Friday, 15 May 2015

Cosmetic Surgery/ Procedures... thoughts...

Its not that I disagree with cosmetic surgery or procedures, quite frankly each to their own (I have friends with implants that make me want to cry they look so awesome), however I cannot stand it when a women turn to plastic surgery and cosmetic surgery because they feel they are not beautiful or wish they looked differently because of what society has led them to believe.




While I understand from  personal experience that body image and how you feel about your looks and body can have a very real effect on your happiness and how you feel about yourself I just find it so sad that we are brought up in and around a society who make woman feel so ashamed of who they are, I know what its like to stand on the scale and cringe even at 50 odd kilos or to look at myself in the mirror and think ick I wish I had clearer skin or bigger eyes etc, I know Ive been there... I still go there and its terrible that today even the youngest of girls are subjected to this way of thinking.

In particular I know of one girl... to me she is gorgeous even by conventional standards- she is tall, slim with gorgeous model features and yet she has cosmetic procedures done on a fairly regular basis, they are extremely obvious and my opinion so unneeded as she already is a lovely person inside and out and I don't want to think of what she will look like one day when it all starts backfiring as it usually does....it is her body and her choice it just makes me sad.

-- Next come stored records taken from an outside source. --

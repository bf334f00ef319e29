use crate::booking::model::{BookingStatus, NewBooking};
use crate::context::ApplicationContext;
use crate::database::error::DatabaseError;
use crate::room::model::{NewRoom, Room};
use crate::types::time_of_day::TimeOfDay;
use tracing::info;

struct SampleRoom {
	name: &'static str,
	building: &'static str,
	floor: &'static str,
	capacity: i64,
	image_url: &'static str,
	equipment: &'static [&'static str],
	description: &'static str,
}

const SAMPLE_ROOMS: [SampleRoom; 6] = [
	SampleRoom {
		name: "Conference Room A",
		building: "Science Center",
		floor: "Floor 3",
		capacity: 12,
		image_url: "https://images.unsplash.com/photo-1556761175-b413da4baf72?ixlib=rb-4.0.3&auto=format&fit=crop&w=800&h=400",
		equipment: &["65\" Display", "Video Conf", "Whiteboard"],
		description: "Modern conference room with state-of-the-art AV equipment",
	},
	SampleRoom {
		name: "Lecture Hall B",
		building: "Science Center",
		floor: "Floor 1",
		capacity: 50,
		image_url: "https://images.unsplash.com/photo-1497366216548-37526070297c?ixlib=rb-4.0.3&auto=format&fit=crop&w=800&h=400",
		equipment: &["Projector", "Audio System", "Computer"],
		description: "Large lecture hall with tiered seating",
	},
	SampleRoom {
		name: "Study Room C",
		building: "Library",
		floor: "Floor 2",
		capacity: 6,
		image_url: "https://images.unsplash.com/photo-1560472354-b33ff0c44a43?ixlib=rb-4.0.3&auto=format&fit=crop&w=800&h=400",
		equipment: &["32\" Display", "Whiteboard"],
		description: "Intimate study space for small groups",
	},
	SampleRoom {
		name: "Executive Room D",
		building: "Administration Building",
		floor: "Floor 5",
		capacity: 8,
		image_url: "https://images.unsplash.com/photo-1497366754035-f200968a6e72?ixlib=rb-4.0.3&auto=format&fit=crop&w=800&h=400",
		equipment: &["75\" Display", "Video Conf", "Smart Board", "Computer"],
		description: "Premium executive meeting space",
	},
	SampleRoom {
		name: "Collaboration Space E",
		building: "Student Union",
		floor: "Floor 2",
		capacity: 15,
		image_url: "https://images.unsplash.com/photo-1497366754035-f200968a6e72?ixlib=rb-4.0.3&auto=format&fit=crop&w=800&h=400",
		equipment: &["Whiteboards", "High-speed WiFi", "Power Outlets"],
		description: "Flexible collaboration space for group work",
	},
	SampleRoom {
		name: "Computer Lab F",
		building: "Engineering Building",
		floor: "Floor 1",
		capacity: 25,
		image_url: "https://images.unsplash.com/photo-1581291518857-4e27b48ff24e?ixlib=rb-4.0.3&auto=format&fit=crop&w=800&h=400",
		equipment: &["25 Computers", "Projector", "Printer"],
		description: "Fully equipped computer laboratory",
	},
];

/// (room index, booked for, start hour, end hour, purpose, status)
const SAMPLE_BOOKINGS: [(usize, &str, u8, u8, &str, BookingStatus); 3] = [
	(0, "Dr. Smith", 11, 12, "Faculty meeting", BookingStatus::Confirmed),
	(2, "John Davis", 9, 11, "Study group session", BookingStatus::Confirmed),
	(1, "Prof. Johnson", 9, 10, "Physics lecture", BookingStatus::Completed),
];

/// Creates the configured admin and, if enabled and the database has no rooms yet, sample rooms and bookings.
pub async fn seed_database(context: &ApplicationContext) -> Result<(), DatabaseError> {
	let admin = &context.configuration.admin;
	context.admins.ensure_exists(&admin.username, &admin.password).await?;

	if !context.configuration.seed_sample_data {
		return Ok(());
	}

	let mut connection = context.database.connection().await?;
	let repository = &context.repository;
	if !repository.room().list(&mut *connection).await?.is_empty() {
		info!("Rooms already exist, not seeding sample data");
		return Ok(());
	}

	let now = context.time_source.now();
	let mut rooms: Vec<Room> = Vec::with_capacity(SAMPLE_ROOMS.len());
	for sample in &SAMPLE_ROOMS {
		let new_room = NewRoom::builder()
			.name(sample.name)
			.building(sample.building)
			.floor(sample.floor)
			.capacity(sample.capacity)
			.image_url(sample.image_url)
			.equipment(sample.equipment.iter().map(ToString::to_string).collect::<Vec<_>>())
			.is_accessible(true)
			.description(sample.description)
			.build();
		rooms.push(repository.room().create(&mut *connection, &new_room, now).await?);
	}

	let today = context.time_source.today();
	for (room_index, user_name, start_hour, end_hour, purpose, status) in SAMPLE_BOOKINGS {
		let new_booking = NewBooking {
			room_uuid: rooms[room_index].uuid,
			user_name: user_name.to_string(),
			date: today,
			start_time: TimeOfDay::on_the_hour(start_hour),
			end_time: TimeOfDay::on_the_hour(end_hour),
			purpose: Some(purpose.to_string()),
			status,
			created_at: now,
		};
		repository.booking().create(&mut *connection, &new_booking).await?;
	}

	info!(
		rooms = SAMPLE_ROOMS.len(),
		bookings = SAMPLE_BOOKINGS.len(),
		"Seeded sample data"
	);
	Ok(())
}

When I look at my body now it has taken me so many years to get to a point of truce with my body image, I may not like everything about my body but I have accepted that it is what I have and I have to look after it, I have stretchmarks from my pregnancies, lines of laughter on my face, bags under my eyes and even the odd grey hair although those at least are not too obvious given my hair colour... its ok... I have 3 gorgeous kids to show for it and 27 years on this earth... one woman I know has a wonderful technique she uses on a daily basis... everyday when she looks in the mirror she tells herself at least one thing that she is happy for about her body or appearance that day, whether its that the shirt you are wearing brings out your eye colour or that your cheeks glow beautifully in the winter cold, that your legs look kick ass in stockings or that your stretchmarks remind you of your kids... I think it is wonderful and something I have tried very hard to incorporate into my routine everyday for the last week, the first day was the hardest but everyday it has gotten a little easier and I find myself accepting my body or certain features even if by a smidge bit more....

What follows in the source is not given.